- **EXERCISE PROMPT**: Among the entries, which lines carry the string "checked"? Copy each of them.

[Saved entries]
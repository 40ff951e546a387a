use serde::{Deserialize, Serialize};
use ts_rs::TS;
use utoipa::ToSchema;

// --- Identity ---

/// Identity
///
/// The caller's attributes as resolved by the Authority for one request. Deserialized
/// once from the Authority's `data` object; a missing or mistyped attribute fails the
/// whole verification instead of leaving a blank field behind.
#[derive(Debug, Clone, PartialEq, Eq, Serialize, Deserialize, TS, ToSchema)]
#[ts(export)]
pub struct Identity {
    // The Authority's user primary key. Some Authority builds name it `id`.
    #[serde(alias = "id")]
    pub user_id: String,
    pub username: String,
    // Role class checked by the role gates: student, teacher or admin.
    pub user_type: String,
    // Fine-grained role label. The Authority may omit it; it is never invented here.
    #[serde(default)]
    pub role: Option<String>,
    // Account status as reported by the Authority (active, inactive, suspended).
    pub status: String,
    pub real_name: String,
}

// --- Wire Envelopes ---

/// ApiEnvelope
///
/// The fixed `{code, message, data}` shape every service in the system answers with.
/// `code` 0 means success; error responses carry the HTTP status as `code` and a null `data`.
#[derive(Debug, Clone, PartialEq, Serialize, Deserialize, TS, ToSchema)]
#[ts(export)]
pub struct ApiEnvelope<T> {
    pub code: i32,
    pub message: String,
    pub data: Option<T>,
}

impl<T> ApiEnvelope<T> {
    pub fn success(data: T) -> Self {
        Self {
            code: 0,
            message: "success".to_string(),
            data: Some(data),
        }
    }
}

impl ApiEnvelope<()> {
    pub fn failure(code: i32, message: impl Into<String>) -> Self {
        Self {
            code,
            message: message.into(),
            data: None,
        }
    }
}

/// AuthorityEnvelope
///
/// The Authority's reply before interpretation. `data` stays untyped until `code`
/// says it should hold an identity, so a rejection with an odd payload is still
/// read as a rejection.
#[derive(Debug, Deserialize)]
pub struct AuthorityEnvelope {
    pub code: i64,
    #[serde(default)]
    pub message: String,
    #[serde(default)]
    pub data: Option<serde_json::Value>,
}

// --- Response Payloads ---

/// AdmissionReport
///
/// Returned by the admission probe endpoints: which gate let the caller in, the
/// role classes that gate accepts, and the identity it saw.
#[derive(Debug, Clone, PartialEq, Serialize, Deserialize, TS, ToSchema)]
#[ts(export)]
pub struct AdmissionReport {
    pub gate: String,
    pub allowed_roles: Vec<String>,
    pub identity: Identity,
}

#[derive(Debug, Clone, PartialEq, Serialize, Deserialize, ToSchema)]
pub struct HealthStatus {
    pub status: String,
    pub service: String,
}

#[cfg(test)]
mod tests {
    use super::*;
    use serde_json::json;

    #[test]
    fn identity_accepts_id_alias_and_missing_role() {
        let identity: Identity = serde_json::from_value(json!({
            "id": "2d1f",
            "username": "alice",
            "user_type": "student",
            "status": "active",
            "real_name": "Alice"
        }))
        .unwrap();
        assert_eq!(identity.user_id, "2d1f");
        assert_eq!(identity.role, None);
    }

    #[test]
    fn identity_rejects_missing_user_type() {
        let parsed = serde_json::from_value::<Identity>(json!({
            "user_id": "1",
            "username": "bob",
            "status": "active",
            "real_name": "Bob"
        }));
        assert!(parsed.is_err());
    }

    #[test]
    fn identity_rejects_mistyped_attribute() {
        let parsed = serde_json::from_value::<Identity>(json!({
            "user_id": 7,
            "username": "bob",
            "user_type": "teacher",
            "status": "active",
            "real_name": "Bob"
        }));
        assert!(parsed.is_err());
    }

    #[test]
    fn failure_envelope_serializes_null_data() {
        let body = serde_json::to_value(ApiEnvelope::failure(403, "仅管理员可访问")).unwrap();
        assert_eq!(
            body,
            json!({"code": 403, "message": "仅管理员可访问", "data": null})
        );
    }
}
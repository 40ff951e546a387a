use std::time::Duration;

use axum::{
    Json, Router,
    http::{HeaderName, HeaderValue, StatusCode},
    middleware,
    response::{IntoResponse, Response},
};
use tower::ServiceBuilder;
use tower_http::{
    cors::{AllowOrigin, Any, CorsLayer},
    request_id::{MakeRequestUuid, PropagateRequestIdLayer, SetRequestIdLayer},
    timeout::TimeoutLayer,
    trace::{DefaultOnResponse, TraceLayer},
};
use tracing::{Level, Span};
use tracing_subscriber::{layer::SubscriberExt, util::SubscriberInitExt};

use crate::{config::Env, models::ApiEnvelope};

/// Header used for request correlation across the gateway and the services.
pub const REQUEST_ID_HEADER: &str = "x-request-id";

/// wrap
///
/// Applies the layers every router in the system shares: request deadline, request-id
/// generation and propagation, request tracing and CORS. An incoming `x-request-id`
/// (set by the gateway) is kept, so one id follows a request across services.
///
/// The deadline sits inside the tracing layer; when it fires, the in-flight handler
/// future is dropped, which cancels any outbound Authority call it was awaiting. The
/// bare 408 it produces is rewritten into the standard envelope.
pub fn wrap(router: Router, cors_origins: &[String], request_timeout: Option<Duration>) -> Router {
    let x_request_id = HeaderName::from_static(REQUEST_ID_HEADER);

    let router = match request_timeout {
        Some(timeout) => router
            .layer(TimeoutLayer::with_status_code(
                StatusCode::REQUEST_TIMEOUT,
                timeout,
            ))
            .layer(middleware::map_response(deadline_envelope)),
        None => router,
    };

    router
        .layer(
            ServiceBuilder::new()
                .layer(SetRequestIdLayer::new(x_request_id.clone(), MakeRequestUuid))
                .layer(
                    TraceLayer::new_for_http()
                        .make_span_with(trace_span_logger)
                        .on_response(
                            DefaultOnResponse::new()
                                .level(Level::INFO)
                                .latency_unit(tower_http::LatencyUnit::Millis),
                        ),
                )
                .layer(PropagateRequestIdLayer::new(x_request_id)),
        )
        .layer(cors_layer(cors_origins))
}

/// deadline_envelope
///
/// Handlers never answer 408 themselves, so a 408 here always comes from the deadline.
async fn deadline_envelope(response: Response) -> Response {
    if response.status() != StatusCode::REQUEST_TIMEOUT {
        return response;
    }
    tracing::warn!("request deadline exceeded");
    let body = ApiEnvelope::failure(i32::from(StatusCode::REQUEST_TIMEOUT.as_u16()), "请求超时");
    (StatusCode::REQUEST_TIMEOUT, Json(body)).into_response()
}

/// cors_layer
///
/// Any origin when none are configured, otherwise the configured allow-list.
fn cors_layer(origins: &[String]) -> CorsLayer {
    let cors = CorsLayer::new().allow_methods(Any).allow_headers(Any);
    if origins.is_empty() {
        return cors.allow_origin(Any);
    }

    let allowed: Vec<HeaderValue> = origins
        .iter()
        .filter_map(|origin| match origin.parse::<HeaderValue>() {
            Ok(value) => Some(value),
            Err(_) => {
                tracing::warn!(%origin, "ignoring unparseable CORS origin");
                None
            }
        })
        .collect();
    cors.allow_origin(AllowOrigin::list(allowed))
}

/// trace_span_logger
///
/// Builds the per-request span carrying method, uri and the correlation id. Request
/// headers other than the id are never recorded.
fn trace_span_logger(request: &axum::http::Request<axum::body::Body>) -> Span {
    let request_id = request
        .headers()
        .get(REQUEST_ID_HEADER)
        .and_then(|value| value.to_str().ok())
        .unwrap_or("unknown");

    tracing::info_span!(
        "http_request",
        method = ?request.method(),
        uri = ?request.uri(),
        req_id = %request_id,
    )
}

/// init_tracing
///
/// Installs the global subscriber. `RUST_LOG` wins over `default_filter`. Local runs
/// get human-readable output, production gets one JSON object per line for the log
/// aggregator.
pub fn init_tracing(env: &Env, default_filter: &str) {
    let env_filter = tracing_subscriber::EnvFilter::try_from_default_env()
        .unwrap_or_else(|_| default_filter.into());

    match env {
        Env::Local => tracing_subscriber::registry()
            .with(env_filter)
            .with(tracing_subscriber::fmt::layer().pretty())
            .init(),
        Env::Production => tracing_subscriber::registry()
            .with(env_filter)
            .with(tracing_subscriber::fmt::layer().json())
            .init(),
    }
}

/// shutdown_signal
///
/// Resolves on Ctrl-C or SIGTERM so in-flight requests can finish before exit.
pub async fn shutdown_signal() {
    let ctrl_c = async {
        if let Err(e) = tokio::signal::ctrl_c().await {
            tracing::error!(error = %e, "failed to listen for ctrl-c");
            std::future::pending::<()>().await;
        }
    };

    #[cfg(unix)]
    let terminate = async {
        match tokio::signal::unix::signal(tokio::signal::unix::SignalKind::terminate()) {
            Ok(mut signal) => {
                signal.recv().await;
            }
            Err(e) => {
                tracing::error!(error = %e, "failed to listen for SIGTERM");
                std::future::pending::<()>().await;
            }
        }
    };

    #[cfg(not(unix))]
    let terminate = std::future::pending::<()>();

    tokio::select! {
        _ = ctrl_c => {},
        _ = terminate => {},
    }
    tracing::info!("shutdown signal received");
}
...
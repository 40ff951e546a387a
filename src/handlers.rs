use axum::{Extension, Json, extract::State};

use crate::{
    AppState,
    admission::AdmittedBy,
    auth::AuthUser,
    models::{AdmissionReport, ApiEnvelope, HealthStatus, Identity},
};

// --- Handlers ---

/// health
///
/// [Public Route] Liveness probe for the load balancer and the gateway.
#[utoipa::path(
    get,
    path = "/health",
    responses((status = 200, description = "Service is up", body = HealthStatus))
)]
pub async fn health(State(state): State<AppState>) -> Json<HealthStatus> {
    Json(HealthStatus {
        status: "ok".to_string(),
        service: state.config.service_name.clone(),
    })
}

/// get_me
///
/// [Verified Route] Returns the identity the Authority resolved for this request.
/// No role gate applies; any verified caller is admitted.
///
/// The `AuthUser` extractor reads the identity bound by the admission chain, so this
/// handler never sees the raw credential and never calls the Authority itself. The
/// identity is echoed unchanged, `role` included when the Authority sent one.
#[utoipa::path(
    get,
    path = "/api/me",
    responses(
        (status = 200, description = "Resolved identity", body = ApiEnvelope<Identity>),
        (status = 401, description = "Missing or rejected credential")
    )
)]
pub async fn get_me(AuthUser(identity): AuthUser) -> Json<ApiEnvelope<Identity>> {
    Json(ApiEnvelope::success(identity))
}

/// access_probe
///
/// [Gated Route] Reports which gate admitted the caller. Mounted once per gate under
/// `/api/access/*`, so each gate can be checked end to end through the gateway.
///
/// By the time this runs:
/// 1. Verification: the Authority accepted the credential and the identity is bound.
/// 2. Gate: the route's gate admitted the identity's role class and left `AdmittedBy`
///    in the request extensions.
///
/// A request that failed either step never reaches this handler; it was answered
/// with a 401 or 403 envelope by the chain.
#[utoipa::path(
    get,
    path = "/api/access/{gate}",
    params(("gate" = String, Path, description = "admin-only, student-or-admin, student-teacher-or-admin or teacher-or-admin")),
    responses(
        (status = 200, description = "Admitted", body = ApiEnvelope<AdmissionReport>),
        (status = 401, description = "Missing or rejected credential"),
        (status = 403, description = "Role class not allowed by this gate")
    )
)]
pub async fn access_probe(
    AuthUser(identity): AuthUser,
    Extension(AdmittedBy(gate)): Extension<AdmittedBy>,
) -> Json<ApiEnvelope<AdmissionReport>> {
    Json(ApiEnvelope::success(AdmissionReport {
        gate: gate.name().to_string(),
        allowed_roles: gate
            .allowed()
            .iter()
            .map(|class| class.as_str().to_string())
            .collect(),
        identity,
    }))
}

- **ANSWER TO THIS TASK**:
    // Role class checked by the role gates: student, teacher or admin.
/// `/api/access/*`, so each gate can be checked end to end through the gateway.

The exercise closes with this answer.